■ **Try it**: Your task is to write out exactly the lines from the line containing "let _ = router.push(black_box(sample));" through the end of the records, inclusive at both ends.

■ **Saved data entries**:
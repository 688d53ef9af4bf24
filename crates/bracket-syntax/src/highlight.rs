//! Semantic highlighting for editors.
//!
//! A name followed by `[` is a call, any other name is a variable.

use tower_lsp::lsp_types::{SemanticToken, SemanticTokenType, SemanticTokensLegend};

use crate::printer::{PARAMS_FORM, SpecialForm};
use crate::token::{Token, TokenKind};
use crate::tokenizer::Tokenizer;

pub const TOKEN_TYPES: [SemanticTokenType; 4] = [
    SemanticTokenType::KEYWORD,
    SemanticTokenType::FUNCTION,
    SemanticTokenType::VARIABLE,
    SemanticTokenType::NUMBER,
];

pub fn legend() -> SemanticTokensLegend {
    SemanticTokensLegend {
        token_types: TOKEN_TYPES.to_vec(),
        token_modifiers: vec![],
    }
}

fn token_type_index(typ: &SemanticTokenType) -> u32 {
    TOKEN_TYPES
        .iter()
        .position(|known| known == typ)
        .unwrap_or_default() as u32
}

fn classify(token: &Token, next: Option<&Token>) -> Option<SemanticTokenType> {
    match token.kind {
        TokenKind::Number => Some(SemanticTokenType::NUMBER),
        TokenKind::Name if next.is_some_and(|next| next.is(TokenKind::OpenBracket)) => {
            if token.text == PARAMS_FORM || SpecialForm::from_name(&token.text).is_some() {
                Some(SemanticTokenType::KEYWORD)
            } else {
                Some(SemanticTokenType::FUNCTION)
            }
        }
        TokenKind::Name => Some(SemanticTokenType::VARIABLE),
        _ => None,
    }
}

/// Zero-based line and UTF-16 column of a byte offset, as LSP counts them.
pub fn utf16_position(source: &str, offset: usize) -> (u32, u32) {
    let offset = offset.min(source.len());
    let before = &source[..offset];
    let line = before.matches('\n').count();
    let line_start = before.rfind('\n').map_or(0, |at| at + 1);
    let character = source[line_start..offset].encode_utf16().count();
    (line as u32, character as u32)
}

/// Walks a source forward, keeping the LSP position of its byte offset.
struct Cursor<'src> {
    source: &'src str,
    offset: usize,
    line: u32,
    character: u32,
}

impl<'src> Cursor<'src> {
    fn new(source: &'src str) -> Self {
        Cursor {
            source,
            offset: 0,
            line: 0,
            character: 0,
        }
    }

    /// Offsets must not go backwards.
    fn advance_to(&mut self, offset: usize) -> (u32, u32) {
        let offset = offset.clamp(self.offset, self.source.len());
        for ch in self.source[self.offset..offset].chars() {
            if ch == '\n' {
                self.line += 1;
                self.character = 0;
            } else {
                self.character += ch.len_utf16() as u32;
            }
        }
        self.offset = offset;
        (self.line, self.character)
    }
}

/// Delta-encoded semantic tokens for `source`. Highlighting stops at the
/// first lexical error; everything before it is still reported.
pub fn semantic_tokens(source: &str) -> Vec<SemanticToken> {
    let tokens: Vec<Token> = Tokenizer::new(source).map_while(Result::ok).collect();
    let mut semantic_tokens = vec![];
    let mut cursor = Cursor::new(source);
    let mut prev_line = 0;
    let mut prev_start = 0;

    for (index, token) in tokens.iter().enumerate() {
        let Some(kind) = classify(token, tokens.get(index + 1)) else {
            continue;
        };

        let (line, start) = cursor.advance_to(token.location.offset);
        let delta_line = line - prev_line;
        let delta_start = if delta_line == 0 {
            start - prev_start
        } else {
            start
        };

        semantic_tokens.push(SemanticToken {
            delta_line,
            delta_start,
            length: token.text.encode_utf16().count() as u32,
            token_type: token_type_index(&kind),
            token_modifiers_bitset: 0,
        });

        prev_line = line;
        prev_start = start;
    }

    semantic_tokens
}
use criterion::{Criterion, criterion_group, criterion_main};
use std::hint::black_box;

use train_control::{
    host::{
        instance::InstanceState,
        router::{DataRouter, ROUTER_CAPACITY},
    },
    telemetry::{PidSample, TelemetrySample},
};

fn router_push_bench(c: &mut Criterion) {
    let state = InstanceState::shared();
    let router = DataRouter::start("bench", state.clone(), ROUTER_CAPACITY).unwrap();

    let sample = TelemetrySample::Pid(PidSample {
        elapsed_s: 1.0,
        input: 10.8,
        reference: 10.0,
        error: 0.8,
        kp: 50.0,
        ki: 0.0,
        kd: 0.0,
        output: 40.0,
    });

    // no sink: the consumer only updates the latest sample; overflow drops count too
    c.bench_function("router_push", |b| {
        b.iter(|| {
            let _ = router.push(black_box(sample));
        })
    });

    router.shutdown();
}

criterion_group!(benches, router_push_bench);
criterion_main!(benches);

■ **Task answer**:
            let _ = router.push(black_box(sample));
        })
    });

    router.shutdown();
}

criterion_group!(benches, router_push_bench);
criterion_main!(benches);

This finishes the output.